Artwork
A Yahua Village

A Yahua Village is an oil painting by the Impressionist artist George Catlin. It dates from 1862 and is held in the collection of the National Gallery of Art.
About this work
Overview
Created in 1862, *A Yahua Village* is an oil painting executed on card that has been mounted to a paperboard support. The composition presents a settlement framed by a prominent central tree, around which modest dwellings and figures are arranged. The work belongs to the landscape genre and reflects the artist’s interest in documenting frontier life.
Subject & Meaning
The dominant tree serves as a visual anchor, organizing the village scene and drawing attention to the surrounding structures and inhabitants. By placing the community in the shade of the tree, the artist suggests a relationship between the natural environment and the daily life of the Yahua people, emphasizing the integration of culture and landscape.
Technique & Style
Catlin applied oil paint to a stiff card surface, then adhered the panel to paperboard for stability. The handling is characteristic of his mid‑nineteenth‑century approach: relatively flat areas of color, modest detail, and a clear delineation of forms that convey a documentary quality rather than a highly romanticized vision.
History & Provenance
After his western expeditions, he continued to produce images of other American scenes, including earlier engravings of the Erie Canal.

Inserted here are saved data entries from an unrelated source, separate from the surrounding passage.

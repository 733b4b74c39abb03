// TOMO: Network Loss Tomography Simulation with Bernoulli Losses
// Copyright (C) 2024-2025 Roland Schmid <roschmi@ethz.ch> and Tibor Schneider <sctibor@ethz.ch>
//
// This program is free software: you can redistribute it and/or modify
// it under the terms of the GNU General Public License as published by
// the Free Software Foundation, either version 3 of the License, or
// (at your option) any later version.
//
// This program is distributed in the hope that it will be useful,
// but WITHOUT ANY WARRANTY; without even the implied warranty of
// MERCHANTABILITY or FITNESS FOR A PARTICULAR PURPOSE.  See the
// GNU General Public License for more details.
//
// You should have received a copy of the GNU General Public License
// along with this program.  If not, see <http://www.gnu.org/licenses/>.
//! Utility module collection of functions
use std::path::{Path, PathBuf};

/// log4rs configuration file, relative to the working directory.
pub const LOG_CONFIG: &str = "log4rs.yml";

/// Initialize logging from `log4rs.yml`. Falls back to `pretty_env_logger` (configured through
/// `RUST_LOG`) if the file is missing or invalid.
pub fn init_logging() {
    if Path::new(LOG_CONFIG).exists() {
        match log4rs::init_file(LOG_CONFIG, Default::default()) {
            Ok(()) => return,
            Err(e) => eprintln!("Cannot initialize logging from {LOG_CONFIG}: {e}"),
        }
    }
    // a logger might already be installed, e.g., when called repeatedly in tests
    let _ = pretty_env_logger::try_init();
}

/// Directory to store the results of a new run in: a fresh, timestamped subdirectory of `root`.
pub fn results_dir(root: impl AsRef<Path>) -> PathBuf {
    root.as_ref().then(tomo_utils::other::get_timestamp())
}

pub trait PathBufExt: Sized {
    fn then(self, p: impl AsRef<Path>) -> PathBuf;
}

impl PathBufExt for PathBuf {
    fn then(mut self, p: impl AsRef<Path>) -> PathBuf {
        self.push(p);
        self
    }
}

impl PathBufExt for &Path {
    fn then(self, p: impl AsRef<Path>) -> PathBuf {
        let mut path = self.to_path_buf();
        path.push(p);
        path
    }
}

#[cfg(test)]
mod test {
    use super::*;

    #[test]
    fn then() {
        let root = Path::new("/tmp/results");
        assert_eq!(root.then("a.csv"), PathBuf::from("/tmp/results/a.csv"));
        assert_eq!(
            PathBuf::from("results").then("x").then("y.gv"),
            PathBuf::from("results/x/y.gv")
        );
        assert!(results_dir("results").starts_with("results"));
    }
}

George Catlin, a lawyer‑turned‑artist, traveled extensively through the American West during the 1830s, producing a large body of work that recorded Plains Indian societies. After his western expeditions, he continued to produce images of other American scenes, including earlier engravings of the Erie Canal. *A Yahua Village* is among the later pieces that reflect his sustained commitment to portraying indigenous communities.
Context
The painting emerges at a time when the United States was undergoing rapid territorial expansion and cultural displacement of Native peoples. Catlin’s oeuvre, which includes both portraiture and landscape, aimed to preserve visual records of cultures he feared were vanishing. This work thus functions both as an artistic composition and as a historical document of a specific village setting.
Artist & collection
Artist
George Catlin ( KAT-lin; July 26, 1796 – December 23, 1872) was an American lawyer, painter, author, and traveler, who specialized in portraits of Native Americans in the American frontier.